Three years ago, Franz Beckenbauer, the former World Cup-winning German skipper and coach, stirred up a row after hinting that his club Bayern Munich deliberately threw a Bundesliga match in the 1966-1967 campaign to ensure city rival TSV 1860 Munich did not win the title for a second year running. We lost 5-2 in [Eintracht] Braunschweig and that suited us, the great libero told German television. I can say it now. We did not want our local rivals to win the title again. I m not saying that we lost on purpose but our resistance was limited to the minimum.
*Gheorghe Hagi, Romania s best-known star, alleged that important matches were decided for up to $60,000.
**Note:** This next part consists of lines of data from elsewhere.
//! Image XObject construction for JPEG and PNG inputs.

use crate::media::ImageKind;
use image::{DynamicImage, ImageFormat};
use lopdf::{Dictionary, Object, Stream};

/// An image ready to be inserted into a document
#[derive(Debug)]
pub struct EmbeddedImage {
    /// Main image XObject stream
    pub stream: Stream,
    /// Soft mask holding the alpha channel, PNG only
    pub smask: Option<Stream>,
    /// Natural width in pixels
    pub width: u32,
    /// Natural height in pixels
    pub height: u32,
}

/// Build the XObject stream(s) for an image of the given kind
pub fn embed_image(kind: ImageKind, bytes: &[u8]) -> Result<EmbeddedImage, String> {
    match kind {
        ImageKind::Jpeg => embed_jpeg(bytes),
        ImageKind::Png => embed_png(bytes),
    }
}

fn image_dict(width: u32, height: u32, color_space: &str, filter: &str, len: usize) -> Dictionary {
    let mut dict = Dictionary::new();
    dict.set("Type", Object::Name(b"XObject".to_vec()));
    dict.set("Subtype", Object::Name(b"Image".to_vec()));
    dict.set("Width", Object::Integer(width as i64));
    dict.set("Height", Object::Integer(height as i64));
    dict.set("ColorSpace", Object::Name(color_space.as_bytes().to_vec()));
    dict.set("BitsPerComponent", Object::Integer(8));
    dict.set("Filter", Object::Name(filter.as_bytes().to_vec()));
    dict.set("Length", Object::Integer(len as i64));
    dict
}

/// Fields of a JPEG frame header needed to describe the image to a PDF reader
#[derive(Debug, Clone, Copy, PartialEq, Eq)]
struct JpegHeader {
    width: u32,
    height: u32,
    components: u8,
    /// An Adobe APP14 segment was seen; Adobe writes CMYK samples inverted
    adobe: bool,
}

fn is_start_of_frame(marker: u8) -> bool {
    matches!(marker, 0xC0..=0xC3 | 0xC5..=0xC7 | 0xC9..=0xCB | 0xCD..=0xCF)
}

/// Walk the marker segments up to the first SOFn
fn read_jpeg_header(bytes: &[u8]) -> Result<JpegHeader, String> {
    if !bytes.starts_with(&[0xFF, 0xD8]) {
        return Err("Missing JPEG start-of-image marker".to_string());
    }

    let mut pos = 2;
    let mut adobe = false;
    loop {
        if bytes.get(pos) != Some(&0xFF) {
            return Err(format!("Expected JPEG marker at offset {}", pos));
        }
        while bytes.get(pos) == Some(&0xFF) {
            pos += 1;
        }
        let marker = *bytes
            .get(pos)
            .ok_or("JPEG ended before the frame header")?;
        pos += 1;

        match marker {
            0x01 | 0xD0..=0xD7 => continue,
            0xD9 | 0xDA => return Err("JPEG has no frame header before image data".to_string()),
            _ => {}
        }

        let len = match bytes.get(pos..pos + 2) {
            Some(&[hi, lo]) => u16::from_be_bytes([hi, lo]) as usize,
            _ => return Err("Truncated JPEG segment length".to_string()),
        };
        if len < 2 {
            return Err(format!("Invalid JPEG segment length {}", len));
        }
        let segment = bytes
            .get(pos + 2..pos + len)
            .ok_or("Truncated JPEG segment")?;

        if is_start_of_frame(marker) {
            if segment.len() < 6 {
                return Err("Truncated JPEG frame header".to_string());
            }
            return Ok(JpegHeader {
                height: u16::from_be_bytes([segment[1], segment[2]]) as u32,
                width: u16::from_be_bytes([segment[3], segment[4]]) as u32,
                components: segment[5],
                adobe,
            });
        }
        if marker == 0xEE && segment.starts_with(b"Adobe") {
            adobe = true;
        }

        pos += len;
    }
}

/// JPEG data goes into the PDF untouched; only the header is parsed
fn embed_jpeg(bytes: &[u8]) -> Result<EmbeddedImage, String> {
    let header = read_jpeg_header(bytes)?;
    let (width, height) = (header.width, header.height);
    if width == 0 || height == 0 {
        return Err("JPEG has zero width or height".to_string());
    }

    let color_space = match header.components {
        1 => "DeviceGray",
        3 => "DeviceRGB",
        4 => "DeviceCMYK",
        n => return Err(format!("Unsupported JPEG component count: {}", n)),
    };

    let mut dict = image_dict(width, height, color_space, "DCTDecode", bytes.len());
    if header.components == 4 && header.adobe {
        let decode = [1, 0, 1, 0, 1, 0, 1, 0].map(Object::Integer).to_vec();
        dict.set("Decode", Object::Array(decode));
    }

    Ok(EmbeddedImage {
        stream: Stream::new(dict, bytes.to_vec()),
        smask: None,
        width,
        height,
    })
}

/// PNG is decoded and re-stored as Flate-compressed samples plus an optional SMask
fn embed_png(bytes: &[u8]) -> Result<EmbeddedImage, String> {
    let img = image::load_from_memory_with_format(bytes, ImageFormat::Png)
        .map_err(|e| format!("Failed to decode PNG: {}", e))?;
    let (width, height) = (img.width(), img.height());
    let color = img.color();

    let (samples, color_space) = if color.has_color() {
        (img.to_rgb8().into_raw(), "DeviceRGB")
    } else {
        (img.to_luma8().into_raw(), "DeviceGray")
    };
    let stream = flate_image_stream(&samples, width, height, color_space)?;

    let smask = if color.has_alpha() {
        let alpha = alpha_channel(&img);
        Some(flate_image_stream(&alpha, width, height, "DeviceGray")?)
    } else {
        None
    };

    Ok(EmbeddedImage {
        stream,
        smask,
        width,
        height,
    })
}

fn alpha_channel(img: &DynamicImage) -> Vec<u8> {
    img.to_rgba8().pixels().map(|p| p.0[3]).collect()
}

fn flate_image_stream(
    samples: &[u8],
    width: u32,
    height: u32,
    color_space: &str,
) -> Result<Stream, String> {
    let mut encoder = flate2::write::ZlibEncoder::new(Vec::new(), flate2::Compression::best());
    std::io::Write::write_all(&mut encoder, samples)
        .map_err(|e| format!("Failed to compress image data: {}", e))?;
    let compressed = encoder
        .finish()
        .map_err(|e| format!("Failed to finish compression: {}", e))?;

    let dict = image_dict(width, height, color_space, "FlateDecode", compressed.len());
    Ok(Stream::new(dict, compressed))
}

#[cfg(test)]
mod tests {
    use super::*;
    use flate2::read::ZlibDecoder;
    use image::{GrayImage, RgbImage, RgbaImage};
    use pretty_assertions::assert_eq;
    use std::io::{Cursor, Read};

    fn encode(img: DynamicImage, format: ImageFormat) -> Vec<u8> {
        let mut buf = Cursor::new(Vec::new());
        img.write_to(&mut buf, format).unwrap();
        buf.into_inner()
    }

    fn name(stream: &Stream, key: &[u8]) -> String {
        String::from_utf8_lossy(stream.dict.get(key).unwrap().as_name().unwrap()).to_string()
    }

    fn int(stream: &Stream, key: &[u8]) -> i64 {
        stream.dict.get(key).unwrap().as_i64().unwrap()
    }

    #[test]
    fn jpeg_is_embedded_verbatim() {
        let bytes = encode(
            DynamicImage::ImageRgb8(RgbImage::from_pixel(40, 30, image::Rgb([200, 10, 10]))),
            ImageFormat::Jpeg,
        );
        let embedded = embed_image(ImageKind::Jpeg, &bytes).unwrap();

        assert_eq!((embedded.width, embedded.height), (40, 30));
        assert_eq!(embedded.stream.content, bytes);
        assert_eq!(name(&embedded.stream, b"Filter"), "DCTDecode");
        assert_eq!(name(&embedded.stream, b"ColorSpace"), "DeviceRGB");
        assert_eq!(int(&embedded.stream, b"Width"), 40);
        assert_eq!(int(&embedded.stream, b"Height"), 30);
        assert!(embedded.smask.is_none());
    }

    #[test]
    fn grayscale_jpeg_uses_device_gray() {
        let bytes = encode(
            DynamicImage::ImageLuma8(GrayImage::from_pixel(8, 8, image::Luma([90]))),
            ImageFormat::Jpeg,
        );
        let embedded = embed_image(ImageKind::Jpeg, &bytes).unwrap();
        assert_eq!(name(&embedded.stream, b"ColorSpace"), "DeviceGray");
    }

    #[test]
    fn opaque_png_has_no_smask() {
        let bytes = encode(
            DynamicImage::ImageRgb8(RgbImage::from_pixel(5, 4, image::Rgb([1, 2, 3]))),
            ImageFormat::Png,
        );
        let embedded = embed_image(ImageKind::Png, &bytes).unwrap();

        assert_eq!((embedded.width, embedded.height), (5, 4));
        assert_eq!(name(&embedded.stream, b"Filter"), "FlateDecode");
        assert!(embedded.smask.is_none());

        let mut samples = Vec::new();
        ZlibDecoder::new(&embedded.stream.content[..])
            .read_to_end(&mut samples)
            .unwrap();
        assert_eq!(samples.len(), 5 * 4 * 3);
        assert_eq!(&samples[..3], &[1, 2, 3]);
    }

    #[test]
    fn transparent_png_gets_gray_smask() {
        let bytes = encode(
            DynamicImage::ImageRgba8(RgbaImage::from_pixel(3, 3, image::Rgba([9, 9, 9, 128]))),
            ImageFormat::Png,
        );
        let embedded = embed_image(ImageKind::Png, &bytes).unwrap();
        let smask = embedded.smask.expect("alpha channel should produce an SMask");

        assert_eq!(name(&smask, b"ColorSpace"), "DeviceGray");
        let mut alpha = Vec::new();
        ZlibDecoder::new(&smask.content[..]).read_to_end(&mut alpha).unwrap();
        assert_eq!(alpha, vec![128; 9]);
    }

    fn cmyk_jpeg(width: u16, height: u16) -> Vec<u8> {
        let pixels = vec![30u8; width as usize * height as usize * 4];
        let mut bytes = Vec::new();
        jpeg_encoder::Encoder::new(&mut bytes, 90)
            .encode(&pixels, width, height, jpeg_encoder::ColorType::Cmyk)
            .unwrap();
        bytes
    }

    #[test]
    fn cmyk_jpeg_uses_device_cmyk_with_inverted_decode() {
        let bytes = cmyk_jpeg(16, 12);
        let embedded = embed_image(ImageKind::Jpeg, &bytes).unwrap();

        assert_eq!((embedded.width, embedded.height), (16, 12));
        assert_eq!(name(&embedded.stream, b"ColorSpace"), "DeviceCMYK");
        let decode: Vec<i64> = embedded
            .stream
            .dict
            .get(b"Decode")
            .unwrap()
            .as_array()
            .unwrap()
            .iter()
            .map(|o| o.as_i64().unwrap())
            .collect();
        assert_eq!(decode, vec![1, 0, 1, 0, 1, 0, 1, 0]);
    }

    /// SOI, optional APP14, then a baseline SOF0 with the given component count
    fn jpeg_headers(components: u8, adobe: bool) -> Vec<u8> {
        let mut bytes = vec![0xFF, 0xD8];
        if adobe {
            bytes.extend_from_slice(&[0xFF, 0xEE, 0x00, 0x0E]);
            bytes.extend_from_slice(b"Adobe\0\0\0\0\0\0\0");
        }
        bytes.extend_from_slice(&[0xFF, 0xE0, 0x00, 0x04, 0x00, 0x00]);
        let sof_len = 8 + 3 * components as u16;
        bytes.extend_from_slice(&[0xFF, 0xC0]);
        bytes.extend_from_slice(&sof_len.to_be_bytes());
        bytes.extend_from_slice(&[8, 0x01, 0x2C, 0x02, 0x58, components]);
        for id in 1..=components {
            bytes.extend_from_slice(&[id, 0x11, 0]);
        }
        bytes.extend_from_slice(&[0xFF, 0xD9]);
        bytes
    }

    #[test]
    fn frame_header_is_found_past_app_segments() {
        assert_eq!(
            read_jpeg_header(&jpeg_headers(4, true)).unwrap(),
            JpegHeader {
                width: 600,
                height: 300,
                components: 4,
                adobe: true,
            }
        );
        assert_eq!(read_jpeg_header(&jpeg_headers(1, false)).unwrap().components, 1);
    }

    #[test]
    fn plain_cmyk_jpeg_has_no_decode_array() {
        let embedded = embed_image(ImageKind::Jpeg, &jpeg_headers(4, false)).unwrap();
        assert_eq!(name(&embedded.stream, b"ColorSpace"), "DeviceCMYK");
        assert!(embedded.stream.dict.get(b"Decode").is_err());
    }

    #[test]
    fn unusual_component_counts_are_rejected() {
        assert!(embed_image(ImageKind::Jpeg, &jpeg_headers(2, false)).is_err());
    }

    #[test]
    fn truncated_jpeg_header_is_rejected() {
        let bytes = jpeg_headers(3, false);
        assert!(read_jpeg_header(&bytes[..bytes.len() - 8]).is_err());
        assert!(read_jpeg_header(&[0xFF, 0xD8]).is_err());
    }

    #[test]
    fn corrupt_bytes_are_rejected() {
        let garbage = b"definitely not an image".to_vec();
        assert!(embed_image(ImageKind::Jpeg, &garbage).is_err());
        assert!(embed_image(ImageKind::Png, &garbage).is_err());
    }

    #[test]
    fn png_bytes_declared_as_jpeg_fail() {
        let png = encode(
            DynamicImage::ImageRgb8(RgbImage::new(2, 2)),
            ImageFormat::Png,
        );
        assert!(embed_image(ImageKind::Jpeg, &png).is_err());
    }
}
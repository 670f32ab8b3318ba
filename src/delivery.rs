//! Handing the merged document to the user.

use crate::error::MergeError;

/// Receives the merged document once the whole pipeline has succeeded
pub trait DownloadSink {
    /// Deliver `bytes` under `file_name`. Any transient resource created to
    /// trigger the delivery must be released before returning, on success
    /// or failure.
    fn save(&self, bytes: Vec<u8>, file_name: &str, media_type: &str) -> Result<(), MergeError>;
}

#[cfg(not(target_arch = "wasm32"))]
pub use directory::DirectorySink;

#[cfg(not(target_arch = "wasm32"))]
mod directory {
    use super::*;
    use std::path::{Path, PathBuf};

    /// Writes the merged document into a directory, the native stand-in for
    /// a browser download
    #[derive(Debug, Clone)]
    pub struct DirectorySink {
        dir: PathBuf,
    }

    impl DirectorySink {
        pub fn new(dir: impl Into<PathBuf>) -> Self {
            Self { dir: dir.into() }
        }

        /// Path a document named `file_name` is written to
        pub fn target(&self, file_name: &str) -> PathBuf {
            self.dir.join(file_name)
        }

        pub fn dir(&self) -> &Path {
            &self.dir
        }
    }

    impl DownloadSink for DirectorySink {
        fn save(&self, bytes: Vec<u8>, file_name: &str, _media_type: &str) -> Result<(), MergeError> {
            let target = self.target(file_name);
            std::fs::write(&target, &bytes)
                .map_err(|e| MergeError::Download(format!("{:?}: {}", target, e)))?;
            tracing::info!(path = %target.display(), bytes = bytes.len(), "saved merged PDF");
            Ok(())
        }
    }
}
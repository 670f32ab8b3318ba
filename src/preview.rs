//! Preview handles: display resources acquired per image and released exactly once.

use crate::error::MergeError;
use crate::input::InputFile;
use std::cell::{Cell, RefCell};
use std::collections::BTreeSet;
use std::fmt;
use std::marker::PhantomData;
use std::rc::Rc;

/// Platform side of previews (object URLs in the browser)
pub trait PreviewBackend {
    type File: InputFile;

    /// Register a display resource for a file and return its URL
    fn create_preview(&self, file: &Self::File) -> Result<String, MergeError>;

    /// Free a display resource previously returned by `create_preview`
    fn revoke_preview(&self, url: &str);
}

/// A preview URL owned by one image entry.
///
/// The URL is revoked on [`PreviewHandle::release`] or on drop, whichever
/// comes first; later calls do nothing.
pub struct PreviewHandle<B: PreviewBackend> {
    url: Option<String>,
    backend: Rc<B>,
}

impl<B: PreviewBackend> PreviewHandle<B> {
    pub fn acquire(backend: &Rc<B>, file: &B::File) -> Result<Self, MergeError> {
        let url = backend.create_preview(file)?;
        Ok(Self {
            url: Some(url),
            backend: Rc::clone(backend),
        })
    }

    /// The preview URL while the handle is live
    pub fn url(&self) -> Option<&str> {
        self.url.as_deref()
    }

    pub fn is_live(&self) -> bool {
        self.url.is_some()
    }

    pub fn release(&mut self) {
        if let Some(url) = self.url.take() {
            self.backend.revoke_preview(&url);
        }
    }
}

impl<B: PreviewBackend> Drop for PreviewHandle<B> {
    fn drop(&mut self) {
        self.release();
    }
}

impl<B: PreviewBackend> fmt::Debug for PreviewHandle<B> {
    fn fmt(&self, f: &mut fmt::Formatter<'_>) -> fmt::Result {
        f.debug_struct("PreviewHandle").field("url", &self.url).finish()
    }
}

/// In-process preview registry for headless use: URLs are plain strings and
/// every create/revoke is recorded.
pub struct MemoryPreviews<F> {
    next_id: Cell<u64>,
    live: RefCell<BTreeSet<String>>,
    revoked: RefCell<Vec<String>>,
    _file: PhantomData<F>,
}

impl<F> MemoryPreviews<F> {
    pub fn new() -> Self {
        Self {
            next_id: Cell::new(0),
            live: RefCell::new(BTreeSet::new()),
            revoked: RefCell::new(Vec::new()),
            _file: PhantomData,
        }
    }

    /// Number of previews created and not yet revoked
    pub fn live_count(&self) -> usize {
        self.live.borrow().len()
    }

    pub fn is_live(&self, url: &str) -> bool {
        self.live.borrow().contains(url)
    }

    /// How many times `url` has been revoked
    pub fn revocations(&self, url: &str) -> usize {
        self.revoked.borrow().iter().filter(|u| u.as_str() == url).count()
    }
}

impl<F> Default for MemoryPreviews<F> {
    fn default() -> Self {
        Self::new()
    }
}

impl<F: InputFile> PreviewBackend for MemoryPreviews<F> {
    type File = F;

    fn create_preview(&self, file: &F) -> Result<String, MergeError> {
        let id = self.next_id.get();
        self.next_id.set(id + 1);
        let url = format!("preview:{}/{}", id, file.name());
        self.live.borrow_mut().insert(url.clone());
        Ok(url)
    }

    fn revoke_preview(&self, url: &str) {
        self.live.borrow_mut().remove(url);
        self.revoked.borrow_mut().push(url.to_string());
    }
}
Bernard Tapie, former Socialist politician, millionaire and president of Olympique Marseille, brought France the glory of its first European Cup in 1993 and, almost overnight, the removal of that trophy when the club was disqualified following evidence of bribes to players of Valenciennes to go easy in a league match against Marseille.
Tapie was accused of spreading $20 million over systematic match-rigging and get this, the examining magistrate was charged with dipping for four years into Marseille s corruption coffers.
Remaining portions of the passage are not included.